What would you use a second screen for? Don't say map. Don't say inventory. In fact, just be quiet and listen to what HAL Laboratory and Flagship used it for: the inside of Kirby's tummy! Genius! With 2D platform gameplay sprawled across the top-screen, items that Kirby swallows hop the hinge and swim around his guts on the touch-screen. You can then activate them by tapping them with your thumb, or drag them into one another to combine them for bonuses or random power-ups. So, yes, it's an inventory after all - at least they were cute about it.
The rest of Kirby Mouse Attack (Kirby Squeak Squad in the US) follows the 2D Kirby formula with only a few deviations, which we'll get to later. That means that you move from side to side with the d-pad and jump with the A button, with the option of puffing yourself up and floating around the screen indefinitely by continuing to mash it. Super Mario, as they say, eat your heart out. Which of course brings us to the B button, which is used for gobbling up enemies, treasure chests and power-ups; pressing down on the d-pad then swallows them, while pressing B again spits them out.

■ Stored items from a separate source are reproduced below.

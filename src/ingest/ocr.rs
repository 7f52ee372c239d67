//! Image text extraction
//!
//! Images in the corpus and images attached to a question are transcribed
//! by a vision-capable chat model. `NoOcr` stands in when OCR is disabled
//! or no model is configured; images then contribute no text.

use super::IngestionError;
use crate::grounding::{ChatMessage, ChatRequest, ChatRole, ContentPart, LanguageModel};
use async_trait::async_trait;
use std::sync::Arc;

const TRANSCRIPTION_PROMPT: &str = "Transcribe all text visible in this image. \
Preserve headings, numbering and table layout as plain text. \
Reply with the transcription only. If there is no text, reply with nothing.";

const MAX_TRANSCRIPTION_TOKENS: u32 = 2048;

/// Anything that can turn image bytes into text
#[async_trait]
pub trait OcrEngine: Send + Sync {
    async fn extract_text(&self, image: &[u8], mime_type: &str) -> Result<String, IngestionError>;

    /// Whether this engine actually reads images
    fn is_enabled(&self) -> bool {
        true
    }
}

/// OCR through a multimodal chat model
pub struct VisionOcr {
    model: Arc<dyn LanguageModel>,
}

impl VisionOcr {
    pub fn new(model: Arc<dyn LanguageModel>) -> Self {
        Self { model }
    }
}

#[async_trait]
impl OcrEngine for VisionOcr {
    async fn extract_text(&self, image: &[u8], mime_type: &str) -> Result<String, IngestionError> {
        let request = ChatRequest {
            messages: vec![ChatMessage {
                role: ChatRole::User,
                parts: vec![
                    ContentPart::Text(TRANSCRIPTION_PROMPT.to_string()),
                    ContentPart::Image {
                        mime_type: mime_type.to_string(),
                        data: image.to_vec(),
                    },
                ],
            }],
            temperature: 0.0,
            max_tokens: MAX_TRANSCRIPTION_TOKENS,
        };

        let text = self
            .model
            .complete(&request)
            .await
            .map_err(|e| IngestionError::Ocr(e.to_string()))?;

        tracing::debug!(
            "Transcribed {} image bytes into {} chars with {}",
            image.len(),
            text.len(),
            self.model.model_name()
        );
        Ok(text)
    }
}

/// OCR that reads nothing
pub struct NoOcr;

#[async_trait]
impl OcrEngine for NoOcr {
    async fn extract_text(&self, _image: &[u8], _mime_type: &str) -> Result<String, IngestionError> {
        Ok(String::new())
    }

    fn is_enabled(&self) -> bool {
        false
    }
}

/// MIME type for an image extension
pub fn image_mime_type(extension: &str) -> Option<&'static str> {
    match extension.to_ascii_lowercase().as_str() {
        "png" => Some("image/png"),
        "jpg" | "jpeg" => Some("image/jpeg"),
        "webp" => Some("image/webp"),
        "gif" => Some("image/gif"),
        _ => None,
    }
}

Kirby's appetite is the basis of most of your interactions with enemies and switches, but the challenge in Mouse Attack isn't borne so much of combat but of level-completion. Your job is to collect treasure chests strewn throughout the game's bite-sized platform levels, and usually you'll need a specific power-up to do so. Gobble a prancing hare weirdo, for example, and you can burrow down to collect elusive goodies. Gobble a sizzling mouse and you can electrocute your enemies. As with Kirby's previous adventures in Dreamland, you'll encounter dozens (well, two-dozen) of these abilities - some familiar, some new.